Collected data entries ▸
= = = =

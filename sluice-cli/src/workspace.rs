//! Local pipeline and connection files
//!
//! A connections file is a JSON array of plaintext connection definitions:
//!
//! ```json
//! [{ "id": "…", "name": "shop", "type": "postgresql", "config": { "host": "…" } }]
//! ```
//!
//! Configs are sealed with the session credential store as they are loaded,
//! so the engine sees the same encrypted form the orchestrator stores.

use anyhow::{Context, Result, bail};
use chrono::Utc;
use serde::Deserialize;
use serde_json::Value;
use sluice_core::domain::connection::{Connection, ConnectionStatus, ConnectionType};
use sluice_core::domain::pipeline::{Pipeline, PipelineDefinition, PipelineStatus};
use sluice_core::dto::pipeline::CreatePipeline;
use sluice_engine::CredentialStore;
use sluice_engine::memory::MemoryConnectionRegistry;
use std::path::Path;
use tracing::debug;
use uuid::Uuid;

/// Plaintext connection as written in a connections file
#[derive(Deserialize)]
#[serde(rename_all = "camelCase")]
pub struct ConnectionEntry {
    pub id: Uuid,
    pub name: String,
    #[serde(rename = "type")]
    pub connection_type: ConnectionType,
    #[serde(default)]
    pub config: Value,
}

/// Pipeline file: either a full pipeline document or a bare node list
#[derive(Deserialize)]
#[serde(untagged)]
enum PipelineFile {
    Document(CreatePipeline),
    Definition(PipelineDefinition),
}

pub fn load_connections(path: &Path) -> Result<Vec<ConnectionEntry>> {
    let text = std::fs::read_to_string(path)
        .with_context(|| format!("Failed to read connections file {}", path.display()))?;
    let entries: Vec<ConnectionEntry> = serde_json::from_str(&text)
        .with_context(|| format!("Invalid connections file {}", path.display()))?;

    let mut seen = std::collections::HashSet::new();
    for entry in &entries {
        if !seen.insert(entry.id) {
            bail!("Duplicate connection id {} in {}", entry.id, path.display());
        }
    }

    debug!("Loaded {} connections from {}", entries.len(), path.display());
    Ok(entries)
}

/// Seals every entry and puts it in an in-memory registry
pub fn registry(
    entries: &[ConnectionEntry],
    credentials: &CredentialStore,
) -> Result<MemoryConnectionRegistry> {
    let registry = MemoryConnectionRegistry::new();

    for entry in entries {
        let encrypted_config = credentials
            .seal(&entry.config)
            .with_context(|| format!("Failed to encrypt config of '{}'", entry.name))?;
        registry.insert(Connection {
            id: entry.id,
            name: entry.name.clone(),
            connection_type: entry.connection_type,
            encrypted_config,
            status: ConnectionStatus::Active,
            last_tested_at: None,
            last_test_status: None,
        })?;
    }

    Ok(registry)
}

pub fn load_pipeline(path: &Path) -> Result<Pipeline> {
    let text = std::fs::read_to_string(path)
        .with_context(|| format!("Failed to read pipeline file {}", path.display()))?;
    let file: PipelineFile = serde_json::from_str(&text)
        .with_context(|| format!("Invalid pipeline file {}", path.display()))?;

    let request = match file {
        PipelineFile::Document(request) => request,
        PipelineFile::Definition(definition) => CreatePipeline {
            name: path
                .file_stem()
                .map(|s| s.to_string_lossy().to_string())
                .unwrap_or_else(|| "pipeline".to_string()),
            description: None,
            definition,
            status: None,
        },
    };

    debug!(
        "Loaded pipeline '{}' with {} nodes from {}",
        request.name,
        request.definition.nodes.len(),
        path.display()
    );

    let now = Utc::now();
    Ok(Pipeline {
        id: Uuid::new_v4(),
        name: request.name,
        description: request.description,
        definition: request.definition,
        status: request.status.unwrap_or(PipelineStatus::Active),
        last_run_at: None,
        last_run_status: None,
        created_at: now,
        updated_at: now,
    })
}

= = = =

What you return must match the entries exactly, word for word.

filename sluice-cli/src/workspace.rs
//! Local pipeline and connection files
//!
//! A connections file is a JSON array of plaintext connection definitions:
//!
//! ```json
//! [{ "id": "…", "name": "shop", "type": "postgresql", "config": { "host": "…" } }]
//! ```
//!
//! Configs are sealed with the session credential store as they are loaded,
//! so the engine sees the same encrypted form the orchestrator stores.

use anyhow::{Context, Result, bail};
use chrono::Utc;
use serde::Deserialize;
use serde_json::Value;
use sluice_core::domain::connection::{Connection, ConnectionStatus, ConnectionType};
use sluice_core::domain::pipeline::{Pipeline, PipelineDefinition, PipelineStatus};
use sluice_core::dto::pipeline::CreatePipeline;
use sluice_engine::CredentialStore;
use sluice_engine::memory::MemoryConnectionRegistry;
use std::path::Path;
use tracing::debug;
use uuid::Uuid;

/// Plaintext connection as written in a connections file
#[derive(Deserialize)]
#[serde(rename_all = "camelCase")]
pub struct ConnectionEntry {
    pub id: Uuid,
    pub name: String,
    #[serde(rename = "type")]
    pub connection_type: ConnectionType,
    #[serde(default)]
    pub config: Value,
}

/// Pipeline file: either a full pipeline document or a bare node list
#[derive(Deserialize)]
#[serde(untagged)]
enum PipelineFile {
    Document(CreatePipeline),
    Definition(PipelineDefinition),
}

pub fn load_connections(path: &Path) -> Result<Vec<ConnectionEntry>> {
    let text = std::fs::read_to_string(path)
        .with_context(|| format!("Failed to read connections file {}", path.display()))?;
    let entries: Vec<ConnectionEntry> = serde_json::from_str(&text)
        .with_context(|| format!("Invalid connections file {}", path.display()))?;

    let mut seen = std::collections::HashSet::new();
    for entry in &entries {
        if !seen.insert(entry.id) {
            bail!("Duplicate connection id {} in {}", entry.id, path.display());
        }
    }

    debug!("Loaded {} connections from {}", entries.len(), path.display());
    Ok(entries)
}

/// Seals every entry and puts it in an in-memory registry
pub fn registry(
    entries: &[ConnectionEntry],
    credentials: &CredentialStore,
) -> Result<MemoryConnectionRegistry> {
    let registry = MemoryConnectionRegistry::new();

    for entry in entries {
        let encrypted_config = credentials
            .seal(&entry.config)
            .with_context(|| format!("Failed to encrypt config of '{}'", entry.name))?;
        registry.insert(Connection {
            id: entry.id,
            name: entry.name.clone(),
            connection_type: entry.connection_type,
            encrypted_config,
            status: ConnectionStatus::Active,
            last_tested_at: None,
            last_test_status: None,
        })?;
    }

    Ok(registry)
}

pub fn load_pipeline(path: &Path) -> Result<Pipeline> {
    let text = std::fs::read_to_string(path)
        .with_context(|| format!("Failed to read pipeline file {}", path.display()))?;
    let file: PipelineFile = serde_json::from_str(&text)
        .with_context(|| format!("Invalid pipeline file {}", path.display()))?;

    let request = match file {
        PipelineFile::Document(request) => request,
        PipelineFile::Definition(definition) => CreatePipeline {
            name: path
                .file_stem()
                .map(|s| s.to_string_lossy().to_string())
                .unwrap_or_else(|| "pipeline".to_string()),
            description: None,
            definition,
            status: None,
        },
    };

    debug!(
        "Loaded pipeline '{}' with {} nodes from {}",
        request.name,
        request.definition.nodes.len(),
        path.display()
    );

    let now = Utc::now();
    Ok(Pipeline {
        id: Uuid::new_v4(),
        name: request.name,
        description: request.description,
        definition: request.definition,
        status: request.status.unwrap_or(PipelineStatus::Active),
        last_run_at: None,
        last_run_status: None,
        created_at: now,
        updated_at: now,
    })
}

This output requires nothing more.